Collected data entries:
•••
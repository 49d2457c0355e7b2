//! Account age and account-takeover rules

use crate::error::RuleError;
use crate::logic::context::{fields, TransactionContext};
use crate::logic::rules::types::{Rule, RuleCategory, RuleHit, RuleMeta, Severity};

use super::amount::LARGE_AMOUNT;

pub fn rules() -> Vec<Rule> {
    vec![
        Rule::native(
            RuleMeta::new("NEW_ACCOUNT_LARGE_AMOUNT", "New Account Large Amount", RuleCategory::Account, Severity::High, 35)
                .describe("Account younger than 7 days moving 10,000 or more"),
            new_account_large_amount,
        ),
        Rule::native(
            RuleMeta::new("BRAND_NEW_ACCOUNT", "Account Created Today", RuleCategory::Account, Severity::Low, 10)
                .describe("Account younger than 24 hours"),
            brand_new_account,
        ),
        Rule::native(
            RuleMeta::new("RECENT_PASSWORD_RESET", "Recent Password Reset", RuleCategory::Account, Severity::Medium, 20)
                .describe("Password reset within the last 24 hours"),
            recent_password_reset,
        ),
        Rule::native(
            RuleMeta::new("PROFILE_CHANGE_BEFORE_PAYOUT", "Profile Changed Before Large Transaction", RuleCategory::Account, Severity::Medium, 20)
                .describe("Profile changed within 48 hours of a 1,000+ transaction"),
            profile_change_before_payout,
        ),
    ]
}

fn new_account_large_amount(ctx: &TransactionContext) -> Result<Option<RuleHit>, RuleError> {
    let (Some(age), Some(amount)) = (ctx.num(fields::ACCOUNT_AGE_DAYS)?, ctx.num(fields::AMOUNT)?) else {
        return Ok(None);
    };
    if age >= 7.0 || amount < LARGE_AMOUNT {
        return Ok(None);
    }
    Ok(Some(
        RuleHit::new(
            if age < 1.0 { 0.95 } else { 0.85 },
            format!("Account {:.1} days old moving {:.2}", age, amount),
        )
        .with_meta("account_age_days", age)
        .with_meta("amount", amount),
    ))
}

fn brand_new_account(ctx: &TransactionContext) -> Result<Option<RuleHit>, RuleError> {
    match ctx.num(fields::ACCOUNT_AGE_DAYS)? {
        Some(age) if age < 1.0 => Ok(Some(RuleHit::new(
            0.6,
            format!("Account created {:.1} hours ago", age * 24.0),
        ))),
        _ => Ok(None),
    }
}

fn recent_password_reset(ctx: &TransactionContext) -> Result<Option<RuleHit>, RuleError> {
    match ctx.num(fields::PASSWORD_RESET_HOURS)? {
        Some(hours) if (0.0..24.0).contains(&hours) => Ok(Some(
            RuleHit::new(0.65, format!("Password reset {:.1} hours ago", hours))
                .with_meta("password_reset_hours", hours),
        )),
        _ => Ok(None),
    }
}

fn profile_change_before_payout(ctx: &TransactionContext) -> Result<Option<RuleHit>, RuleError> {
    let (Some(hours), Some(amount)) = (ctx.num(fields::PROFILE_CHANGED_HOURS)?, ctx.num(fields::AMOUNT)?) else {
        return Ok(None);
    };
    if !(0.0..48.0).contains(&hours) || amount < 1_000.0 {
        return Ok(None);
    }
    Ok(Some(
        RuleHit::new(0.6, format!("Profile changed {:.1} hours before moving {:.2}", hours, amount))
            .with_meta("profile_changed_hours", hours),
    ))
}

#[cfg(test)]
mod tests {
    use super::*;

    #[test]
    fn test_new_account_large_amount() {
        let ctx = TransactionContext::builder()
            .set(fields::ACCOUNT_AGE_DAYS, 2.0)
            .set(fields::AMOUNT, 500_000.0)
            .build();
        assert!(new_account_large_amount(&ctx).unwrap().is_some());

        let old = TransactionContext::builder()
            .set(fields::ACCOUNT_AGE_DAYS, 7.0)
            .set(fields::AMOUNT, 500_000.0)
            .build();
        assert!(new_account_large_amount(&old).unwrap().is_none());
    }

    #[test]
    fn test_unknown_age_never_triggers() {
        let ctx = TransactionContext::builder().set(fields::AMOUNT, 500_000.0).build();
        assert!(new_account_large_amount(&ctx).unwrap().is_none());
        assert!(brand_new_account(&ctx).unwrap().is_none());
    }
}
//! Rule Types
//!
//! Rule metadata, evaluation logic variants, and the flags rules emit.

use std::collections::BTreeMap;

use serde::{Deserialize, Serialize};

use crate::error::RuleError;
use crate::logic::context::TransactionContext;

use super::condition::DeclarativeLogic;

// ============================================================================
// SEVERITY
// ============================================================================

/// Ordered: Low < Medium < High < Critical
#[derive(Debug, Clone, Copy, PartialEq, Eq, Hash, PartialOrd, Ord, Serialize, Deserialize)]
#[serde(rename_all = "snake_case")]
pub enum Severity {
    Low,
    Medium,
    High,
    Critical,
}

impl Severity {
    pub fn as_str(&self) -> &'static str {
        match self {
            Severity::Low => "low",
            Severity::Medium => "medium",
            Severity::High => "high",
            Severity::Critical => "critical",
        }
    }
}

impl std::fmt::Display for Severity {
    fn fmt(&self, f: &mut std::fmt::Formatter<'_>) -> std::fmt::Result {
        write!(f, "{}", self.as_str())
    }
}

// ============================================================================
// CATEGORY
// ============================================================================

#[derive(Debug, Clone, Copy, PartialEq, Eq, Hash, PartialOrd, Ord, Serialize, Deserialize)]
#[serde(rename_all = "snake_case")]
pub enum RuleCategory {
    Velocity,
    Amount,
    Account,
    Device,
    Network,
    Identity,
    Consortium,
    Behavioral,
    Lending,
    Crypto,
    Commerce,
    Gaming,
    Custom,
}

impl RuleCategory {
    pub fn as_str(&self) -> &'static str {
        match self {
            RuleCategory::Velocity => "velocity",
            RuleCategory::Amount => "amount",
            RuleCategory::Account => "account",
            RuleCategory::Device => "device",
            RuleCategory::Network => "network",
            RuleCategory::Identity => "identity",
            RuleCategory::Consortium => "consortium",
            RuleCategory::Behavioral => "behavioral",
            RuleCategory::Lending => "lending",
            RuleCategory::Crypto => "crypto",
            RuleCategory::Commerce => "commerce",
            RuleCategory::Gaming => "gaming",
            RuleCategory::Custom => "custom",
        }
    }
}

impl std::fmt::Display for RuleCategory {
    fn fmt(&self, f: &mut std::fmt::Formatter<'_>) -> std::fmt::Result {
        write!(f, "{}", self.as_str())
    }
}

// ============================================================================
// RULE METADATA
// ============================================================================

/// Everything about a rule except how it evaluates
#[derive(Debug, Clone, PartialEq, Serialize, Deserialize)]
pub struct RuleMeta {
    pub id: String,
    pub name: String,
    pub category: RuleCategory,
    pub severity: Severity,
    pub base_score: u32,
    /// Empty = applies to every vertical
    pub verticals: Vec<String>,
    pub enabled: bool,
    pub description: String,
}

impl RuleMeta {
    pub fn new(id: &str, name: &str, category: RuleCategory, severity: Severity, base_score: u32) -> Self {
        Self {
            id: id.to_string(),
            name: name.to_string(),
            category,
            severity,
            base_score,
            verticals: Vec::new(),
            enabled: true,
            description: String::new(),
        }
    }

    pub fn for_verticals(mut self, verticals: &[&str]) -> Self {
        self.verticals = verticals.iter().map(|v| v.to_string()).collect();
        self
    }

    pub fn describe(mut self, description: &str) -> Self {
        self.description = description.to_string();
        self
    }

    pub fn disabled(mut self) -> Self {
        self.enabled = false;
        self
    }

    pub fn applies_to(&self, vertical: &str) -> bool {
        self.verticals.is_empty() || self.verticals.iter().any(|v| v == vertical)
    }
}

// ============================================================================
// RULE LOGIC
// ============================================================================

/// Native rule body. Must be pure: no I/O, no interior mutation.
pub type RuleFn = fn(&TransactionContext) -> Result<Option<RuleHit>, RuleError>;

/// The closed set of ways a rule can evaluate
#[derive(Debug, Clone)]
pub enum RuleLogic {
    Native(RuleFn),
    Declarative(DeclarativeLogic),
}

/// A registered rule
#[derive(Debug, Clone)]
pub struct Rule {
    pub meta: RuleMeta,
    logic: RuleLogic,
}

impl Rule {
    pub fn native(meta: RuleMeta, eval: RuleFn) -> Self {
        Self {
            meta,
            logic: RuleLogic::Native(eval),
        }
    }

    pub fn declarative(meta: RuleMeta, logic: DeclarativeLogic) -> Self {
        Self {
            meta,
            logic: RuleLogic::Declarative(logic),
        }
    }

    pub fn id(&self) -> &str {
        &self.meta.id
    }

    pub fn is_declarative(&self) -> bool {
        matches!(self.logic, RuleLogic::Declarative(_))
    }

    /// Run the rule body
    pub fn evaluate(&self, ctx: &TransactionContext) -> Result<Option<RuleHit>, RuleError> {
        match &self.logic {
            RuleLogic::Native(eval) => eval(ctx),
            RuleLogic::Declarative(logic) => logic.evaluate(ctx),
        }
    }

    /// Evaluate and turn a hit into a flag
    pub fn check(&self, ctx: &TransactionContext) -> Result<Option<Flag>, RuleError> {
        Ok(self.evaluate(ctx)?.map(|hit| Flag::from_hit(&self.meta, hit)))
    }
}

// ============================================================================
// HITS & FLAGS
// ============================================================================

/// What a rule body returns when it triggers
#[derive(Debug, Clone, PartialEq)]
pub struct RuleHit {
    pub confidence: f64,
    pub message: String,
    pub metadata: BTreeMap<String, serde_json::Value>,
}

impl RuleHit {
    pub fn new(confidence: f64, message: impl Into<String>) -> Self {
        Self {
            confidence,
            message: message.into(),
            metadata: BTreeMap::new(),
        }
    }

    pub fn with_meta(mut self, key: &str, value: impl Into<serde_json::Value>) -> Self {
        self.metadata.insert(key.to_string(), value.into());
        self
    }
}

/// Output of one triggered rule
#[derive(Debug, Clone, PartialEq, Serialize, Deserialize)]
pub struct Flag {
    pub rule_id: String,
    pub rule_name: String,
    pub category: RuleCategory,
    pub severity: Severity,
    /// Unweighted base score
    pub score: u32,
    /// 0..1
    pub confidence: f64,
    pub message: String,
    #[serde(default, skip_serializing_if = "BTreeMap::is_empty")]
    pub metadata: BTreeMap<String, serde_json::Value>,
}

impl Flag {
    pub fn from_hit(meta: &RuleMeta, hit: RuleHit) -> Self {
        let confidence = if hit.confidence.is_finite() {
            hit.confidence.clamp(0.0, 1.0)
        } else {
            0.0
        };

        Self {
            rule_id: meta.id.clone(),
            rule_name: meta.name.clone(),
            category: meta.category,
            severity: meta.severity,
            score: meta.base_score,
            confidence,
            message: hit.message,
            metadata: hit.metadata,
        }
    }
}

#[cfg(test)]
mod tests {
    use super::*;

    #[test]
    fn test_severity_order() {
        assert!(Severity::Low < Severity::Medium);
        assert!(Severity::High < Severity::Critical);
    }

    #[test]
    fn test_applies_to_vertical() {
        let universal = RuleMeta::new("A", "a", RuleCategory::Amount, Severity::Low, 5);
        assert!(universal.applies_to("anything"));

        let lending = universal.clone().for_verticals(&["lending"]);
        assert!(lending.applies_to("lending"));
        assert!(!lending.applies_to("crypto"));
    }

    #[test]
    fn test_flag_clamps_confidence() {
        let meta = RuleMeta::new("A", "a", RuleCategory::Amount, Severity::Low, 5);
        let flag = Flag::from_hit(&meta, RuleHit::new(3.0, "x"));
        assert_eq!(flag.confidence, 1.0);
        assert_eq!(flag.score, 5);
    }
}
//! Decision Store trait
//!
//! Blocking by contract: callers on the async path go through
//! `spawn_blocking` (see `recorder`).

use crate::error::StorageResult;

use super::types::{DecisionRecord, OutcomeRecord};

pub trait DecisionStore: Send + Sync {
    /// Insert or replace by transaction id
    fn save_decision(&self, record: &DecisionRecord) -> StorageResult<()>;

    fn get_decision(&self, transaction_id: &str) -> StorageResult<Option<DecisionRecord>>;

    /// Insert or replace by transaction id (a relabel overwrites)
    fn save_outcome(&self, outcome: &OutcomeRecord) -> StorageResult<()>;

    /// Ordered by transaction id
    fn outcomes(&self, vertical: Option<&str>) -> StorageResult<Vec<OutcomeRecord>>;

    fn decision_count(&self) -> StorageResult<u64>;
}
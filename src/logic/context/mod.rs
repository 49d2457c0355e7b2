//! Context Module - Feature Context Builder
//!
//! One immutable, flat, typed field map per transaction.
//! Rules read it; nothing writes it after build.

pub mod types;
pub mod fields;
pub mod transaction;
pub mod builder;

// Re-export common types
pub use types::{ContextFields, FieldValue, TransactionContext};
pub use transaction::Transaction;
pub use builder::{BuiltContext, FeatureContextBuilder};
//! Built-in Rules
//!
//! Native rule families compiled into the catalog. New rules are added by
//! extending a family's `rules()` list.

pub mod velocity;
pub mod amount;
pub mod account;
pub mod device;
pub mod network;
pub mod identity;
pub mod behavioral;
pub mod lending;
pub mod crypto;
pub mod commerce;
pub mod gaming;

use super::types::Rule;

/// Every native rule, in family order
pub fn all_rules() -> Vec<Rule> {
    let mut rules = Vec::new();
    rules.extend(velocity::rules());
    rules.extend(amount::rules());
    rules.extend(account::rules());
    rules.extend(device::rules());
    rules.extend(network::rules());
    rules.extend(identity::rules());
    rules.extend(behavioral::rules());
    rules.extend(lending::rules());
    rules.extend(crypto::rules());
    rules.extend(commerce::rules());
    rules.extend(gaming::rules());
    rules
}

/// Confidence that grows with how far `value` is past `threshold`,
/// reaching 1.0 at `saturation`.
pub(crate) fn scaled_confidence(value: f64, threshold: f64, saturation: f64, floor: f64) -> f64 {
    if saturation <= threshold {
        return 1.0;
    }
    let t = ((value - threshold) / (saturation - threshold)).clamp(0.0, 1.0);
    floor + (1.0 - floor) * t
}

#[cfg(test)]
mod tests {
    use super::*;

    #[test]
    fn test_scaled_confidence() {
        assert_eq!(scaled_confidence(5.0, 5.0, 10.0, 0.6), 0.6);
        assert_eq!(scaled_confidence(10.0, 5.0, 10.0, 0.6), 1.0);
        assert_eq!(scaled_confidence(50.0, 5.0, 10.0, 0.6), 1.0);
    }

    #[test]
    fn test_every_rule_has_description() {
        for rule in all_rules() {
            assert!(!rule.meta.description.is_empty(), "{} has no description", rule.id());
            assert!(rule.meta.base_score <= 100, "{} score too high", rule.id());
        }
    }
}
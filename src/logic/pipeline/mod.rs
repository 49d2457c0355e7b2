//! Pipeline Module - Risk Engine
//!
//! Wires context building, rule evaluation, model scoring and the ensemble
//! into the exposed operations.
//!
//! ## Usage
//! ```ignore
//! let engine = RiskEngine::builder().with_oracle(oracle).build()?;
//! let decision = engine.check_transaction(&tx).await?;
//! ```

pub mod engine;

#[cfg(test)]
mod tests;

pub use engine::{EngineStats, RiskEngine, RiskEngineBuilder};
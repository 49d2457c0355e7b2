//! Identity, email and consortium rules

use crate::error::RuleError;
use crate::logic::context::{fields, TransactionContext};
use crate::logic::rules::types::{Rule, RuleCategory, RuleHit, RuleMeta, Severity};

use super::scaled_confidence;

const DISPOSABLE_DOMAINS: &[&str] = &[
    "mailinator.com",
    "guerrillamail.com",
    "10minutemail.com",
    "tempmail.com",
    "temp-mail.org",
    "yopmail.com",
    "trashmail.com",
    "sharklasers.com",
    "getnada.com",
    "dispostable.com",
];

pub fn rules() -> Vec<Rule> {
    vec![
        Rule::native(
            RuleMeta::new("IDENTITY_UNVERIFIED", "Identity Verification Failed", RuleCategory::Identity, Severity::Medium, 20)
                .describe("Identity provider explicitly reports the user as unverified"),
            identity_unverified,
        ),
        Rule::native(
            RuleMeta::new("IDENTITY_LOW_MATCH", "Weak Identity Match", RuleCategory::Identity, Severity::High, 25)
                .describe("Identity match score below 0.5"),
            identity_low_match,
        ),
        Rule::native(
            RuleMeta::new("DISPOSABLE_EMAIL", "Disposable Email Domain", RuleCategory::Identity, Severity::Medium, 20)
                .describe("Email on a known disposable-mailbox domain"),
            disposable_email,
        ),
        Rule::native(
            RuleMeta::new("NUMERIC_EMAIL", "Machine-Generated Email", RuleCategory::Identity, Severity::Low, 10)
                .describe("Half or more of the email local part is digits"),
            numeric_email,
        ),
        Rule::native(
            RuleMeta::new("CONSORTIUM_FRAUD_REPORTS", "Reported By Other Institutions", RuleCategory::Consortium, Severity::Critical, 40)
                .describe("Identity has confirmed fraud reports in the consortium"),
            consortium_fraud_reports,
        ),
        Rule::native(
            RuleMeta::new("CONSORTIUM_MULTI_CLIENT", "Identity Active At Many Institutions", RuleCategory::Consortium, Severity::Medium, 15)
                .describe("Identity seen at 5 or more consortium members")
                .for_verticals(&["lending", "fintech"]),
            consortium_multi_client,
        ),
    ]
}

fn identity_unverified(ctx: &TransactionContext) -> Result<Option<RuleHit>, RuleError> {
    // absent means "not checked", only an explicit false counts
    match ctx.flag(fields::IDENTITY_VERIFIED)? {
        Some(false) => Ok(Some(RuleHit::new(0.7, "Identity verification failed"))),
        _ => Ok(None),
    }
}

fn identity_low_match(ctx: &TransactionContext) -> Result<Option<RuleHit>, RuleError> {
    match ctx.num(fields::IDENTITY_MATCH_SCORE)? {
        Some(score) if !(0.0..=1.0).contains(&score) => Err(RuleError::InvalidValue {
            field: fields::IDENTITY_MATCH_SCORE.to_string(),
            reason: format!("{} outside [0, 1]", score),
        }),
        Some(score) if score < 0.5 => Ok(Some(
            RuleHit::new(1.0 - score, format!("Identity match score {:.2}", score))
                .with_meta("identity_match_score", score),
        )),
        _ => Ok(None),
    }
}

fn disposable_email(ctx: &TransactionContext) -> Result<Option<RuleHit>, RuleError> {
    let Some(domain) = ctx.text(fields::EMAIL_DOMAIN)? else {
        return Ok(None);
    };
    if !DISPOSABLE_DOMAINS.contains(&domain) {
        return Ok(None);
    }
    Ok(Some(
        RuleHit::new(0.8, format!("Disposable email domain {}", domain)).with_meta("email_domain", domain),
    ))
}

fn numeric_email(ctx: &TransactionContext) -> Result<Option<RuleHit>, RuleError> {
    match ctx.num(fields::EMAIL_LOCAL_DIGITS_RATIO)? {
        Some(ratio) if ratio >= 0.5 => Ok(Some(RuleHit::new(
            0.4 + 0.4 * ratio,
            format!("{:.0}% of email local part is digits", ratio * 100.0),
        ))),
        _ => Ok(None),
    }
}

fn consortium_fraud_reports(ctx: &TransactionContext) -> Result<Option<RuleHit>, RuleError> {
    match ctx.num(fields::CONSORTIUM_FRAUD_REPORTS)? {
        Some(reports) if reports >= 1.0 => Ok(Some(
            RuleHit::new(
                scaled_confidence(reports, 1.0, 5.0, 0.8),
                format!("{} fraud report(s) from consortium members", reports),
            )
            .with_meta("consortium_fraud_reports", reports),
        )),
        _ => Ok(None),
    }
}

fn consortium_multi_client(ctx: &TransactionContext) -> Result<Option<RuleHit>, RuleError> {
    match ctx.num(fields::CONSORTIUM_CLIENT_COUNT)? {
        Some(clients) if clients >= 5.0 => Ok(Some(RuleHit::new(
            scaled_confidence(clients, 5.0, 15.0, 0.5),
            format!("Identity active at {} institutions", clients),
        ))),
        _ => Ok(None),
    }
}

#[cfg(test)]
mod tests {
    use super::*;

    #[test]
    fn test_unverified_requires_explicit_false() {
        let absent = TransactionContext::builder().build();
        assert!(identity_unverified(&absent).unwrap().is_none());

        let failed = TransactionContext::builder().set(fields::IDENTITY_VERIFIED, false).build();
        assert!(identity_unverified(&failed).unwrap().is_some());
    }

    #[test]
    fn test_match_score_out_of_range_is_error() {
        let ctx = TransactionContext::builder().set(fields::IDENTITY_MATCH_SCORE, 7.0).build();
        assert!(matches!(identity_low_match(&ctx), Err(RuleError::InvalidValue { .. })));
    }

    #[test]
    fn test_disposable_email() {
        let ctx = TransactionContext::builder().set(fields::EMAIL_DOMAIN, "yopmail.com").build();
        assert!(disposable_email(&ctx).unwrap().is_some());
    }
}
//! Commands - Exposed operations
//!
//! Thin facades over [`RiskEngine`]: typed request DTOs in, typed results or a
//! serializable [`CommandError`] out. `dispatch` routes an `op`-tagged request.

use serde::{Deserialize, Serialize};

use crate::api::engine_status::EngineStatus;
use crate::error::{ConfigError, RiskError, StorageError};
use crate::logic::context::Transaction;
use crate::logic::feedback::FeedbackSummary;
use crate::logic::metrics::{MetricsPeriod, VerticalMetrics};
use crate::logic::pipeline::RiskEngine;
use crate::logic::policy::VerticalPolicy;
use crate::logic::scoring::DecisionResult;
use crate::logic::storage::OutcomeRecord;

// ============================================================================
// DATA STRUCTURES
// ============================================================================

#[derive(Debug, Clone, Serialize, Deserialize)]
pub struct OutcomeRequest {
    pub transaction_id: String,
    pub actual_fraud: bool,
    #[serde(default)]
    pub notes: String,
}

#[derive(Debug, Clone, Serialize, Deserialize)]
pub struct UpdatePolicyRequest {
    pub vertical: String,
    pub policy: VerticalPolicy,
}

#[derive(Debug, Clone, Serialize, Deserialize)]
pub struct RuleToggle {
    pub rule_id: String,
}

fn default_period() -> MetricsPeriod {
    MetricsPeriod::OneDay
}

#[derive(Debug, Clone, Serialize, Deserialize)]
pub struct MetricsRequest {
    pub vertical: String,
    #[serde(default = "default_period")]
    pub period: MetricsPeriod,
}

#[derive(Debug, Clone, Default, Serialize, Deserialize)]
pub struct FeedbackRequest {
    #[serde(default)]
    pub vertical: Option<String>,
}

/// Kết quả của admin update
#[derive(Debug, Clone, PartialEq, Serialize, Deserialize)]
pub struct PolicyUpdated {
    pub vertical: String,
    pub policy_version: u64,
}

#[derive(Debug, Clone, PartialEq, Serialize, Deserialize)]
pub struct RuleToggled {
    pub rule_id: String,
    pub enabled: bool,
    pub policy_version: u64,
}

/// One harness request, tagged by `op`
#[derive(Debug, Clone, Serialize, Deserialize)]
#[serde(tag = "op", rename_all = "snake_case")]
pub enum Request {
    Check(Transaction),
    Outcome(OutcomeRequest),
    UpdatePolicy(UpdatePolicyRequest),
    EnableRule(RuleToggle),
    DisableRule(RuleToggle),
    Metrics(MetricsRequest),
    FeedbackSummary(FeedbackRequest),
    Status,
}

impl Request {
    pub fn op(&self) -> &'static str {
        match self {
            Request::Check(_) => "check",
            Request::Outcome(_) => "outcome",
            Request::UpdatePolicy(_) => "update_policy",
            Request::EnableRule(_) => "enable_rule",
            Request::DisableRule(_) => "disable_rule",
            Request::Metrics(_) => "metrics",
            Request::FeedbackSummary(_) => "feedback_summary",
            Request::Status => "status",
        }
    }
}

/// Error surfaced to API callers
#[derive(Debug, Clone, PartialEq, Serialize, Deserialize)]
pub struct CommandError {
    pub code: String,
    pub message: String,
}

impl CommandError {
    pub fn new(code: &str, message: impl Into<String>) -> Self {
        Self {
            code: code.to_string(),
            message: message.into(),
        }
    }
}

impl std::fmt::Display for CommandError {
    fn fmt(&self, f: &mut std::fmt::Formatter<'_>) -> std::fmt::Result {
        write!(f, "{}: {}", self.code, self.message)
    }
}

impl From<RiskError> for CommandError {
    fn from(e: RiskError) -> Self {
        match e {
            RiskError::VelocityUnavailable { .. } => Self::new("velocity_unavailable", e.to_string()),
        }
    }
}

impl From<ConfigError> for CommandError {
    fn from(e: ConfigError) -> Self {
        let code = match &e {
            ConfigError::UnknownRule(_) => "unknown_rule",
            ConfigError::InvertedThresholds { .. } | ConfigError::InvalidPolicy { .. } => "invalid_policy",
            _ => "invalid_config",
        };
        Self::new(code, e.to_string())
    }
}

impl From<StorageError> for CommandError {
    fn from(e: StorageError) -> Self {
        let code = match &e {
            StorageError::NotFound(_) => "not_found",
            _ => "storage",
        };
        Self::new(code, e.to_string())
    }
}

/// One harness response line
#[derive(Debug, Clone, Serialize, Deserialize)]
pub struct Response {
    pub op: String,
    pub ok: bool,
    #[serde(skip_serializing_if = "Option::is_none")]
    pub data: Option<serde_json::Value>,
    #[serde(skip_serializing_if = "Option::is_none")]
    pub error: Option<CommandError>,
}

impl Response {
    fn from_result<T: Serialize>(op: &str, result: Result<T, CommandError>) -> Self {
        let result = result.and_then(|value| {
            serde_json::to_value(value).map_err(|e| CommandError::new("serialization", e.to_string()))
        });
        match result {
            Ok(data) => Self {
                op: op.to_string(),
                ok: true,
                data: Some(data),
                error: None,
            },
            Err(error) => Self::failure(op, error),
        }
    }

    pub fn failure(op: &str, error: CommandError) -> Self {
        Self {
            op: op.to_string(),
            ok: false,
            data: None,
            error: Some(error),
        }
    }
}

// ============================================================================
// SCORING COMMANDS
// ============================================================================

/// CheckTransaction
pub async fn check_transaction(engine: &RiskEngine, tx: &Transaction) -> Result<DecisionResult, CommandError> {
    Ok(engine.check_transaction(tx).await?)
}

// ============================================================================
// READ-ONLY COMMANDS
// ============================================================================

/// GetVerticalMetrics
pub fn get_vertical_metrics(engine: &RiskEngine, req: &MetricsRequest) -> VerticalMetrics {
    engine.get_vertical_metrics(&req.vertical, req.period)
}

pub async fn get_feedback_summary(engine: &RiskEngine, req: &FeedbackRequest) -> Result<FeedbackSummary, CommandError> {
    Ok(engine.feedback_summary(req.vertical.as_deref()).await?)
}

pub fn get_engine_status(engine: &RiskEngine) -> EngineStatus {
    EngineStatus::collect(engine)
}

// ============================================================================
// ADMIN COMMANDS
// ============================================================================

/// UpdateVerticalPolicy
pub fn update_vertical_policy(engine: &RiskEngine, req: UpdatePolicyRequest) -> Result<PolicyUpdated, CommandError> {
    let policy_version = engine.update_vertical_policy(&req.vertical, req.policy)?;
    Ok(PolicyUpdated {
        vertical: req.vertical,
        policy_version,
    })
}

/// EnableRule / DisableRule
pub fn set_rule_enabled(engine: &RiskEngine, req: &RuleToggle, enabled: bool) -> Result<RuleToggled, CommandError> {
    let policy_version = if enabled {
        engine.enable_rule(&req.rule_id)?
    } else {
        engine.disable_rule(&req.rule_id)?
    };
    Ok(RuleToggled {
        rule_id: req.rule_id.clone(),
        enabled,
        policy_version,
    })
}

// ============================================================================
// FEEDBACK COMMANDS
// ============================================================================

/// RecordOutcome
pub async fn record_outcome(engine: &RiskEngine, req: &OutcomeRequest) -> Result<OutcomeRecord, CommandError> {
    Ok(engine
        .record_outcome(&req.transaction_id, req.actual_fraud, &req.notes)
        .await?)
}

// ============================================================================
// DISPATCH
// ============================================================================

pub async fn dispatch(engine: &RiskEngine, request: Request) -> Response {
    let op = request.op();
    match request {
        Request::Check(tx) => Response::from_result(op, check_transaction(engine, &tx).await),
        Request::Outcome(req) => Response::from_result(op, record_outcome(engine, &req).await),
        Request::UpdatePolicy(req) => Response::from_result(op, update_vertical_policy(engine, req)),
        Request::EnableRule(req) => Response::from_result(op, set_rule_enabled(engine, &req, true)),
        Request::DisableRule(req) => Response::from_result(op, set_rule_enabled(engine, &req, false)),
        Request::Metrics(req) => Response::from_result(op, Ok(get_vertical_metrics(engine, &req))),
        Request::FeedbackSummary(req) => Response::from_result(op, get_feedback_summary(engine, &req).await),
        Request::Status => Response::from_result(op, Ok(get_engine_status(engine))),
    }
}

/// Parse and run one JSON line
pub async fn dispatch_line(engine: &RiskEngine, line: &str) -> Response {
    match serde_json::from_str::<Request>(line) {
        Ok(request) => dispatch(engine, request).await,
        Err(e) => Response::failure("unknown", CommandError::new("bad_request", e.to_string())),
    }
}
•••
Problem | Your answer must be the lines from the first line of the entries above through the line that contains "use super::amount::LARGE_AMOUNT;", written out exactly.

Exercise output |
repository 49d2457c0355e7b2
//! Account age and account-takeover rules

use crate::error::RuleError;
use crate::logic::context::{fields, TransactionContext};
use crate::logic::rules::types::{Rule, RuleCategory, RuleHit, RuleMeta, Severity};

use super::amount::LARGE_AMOUNT;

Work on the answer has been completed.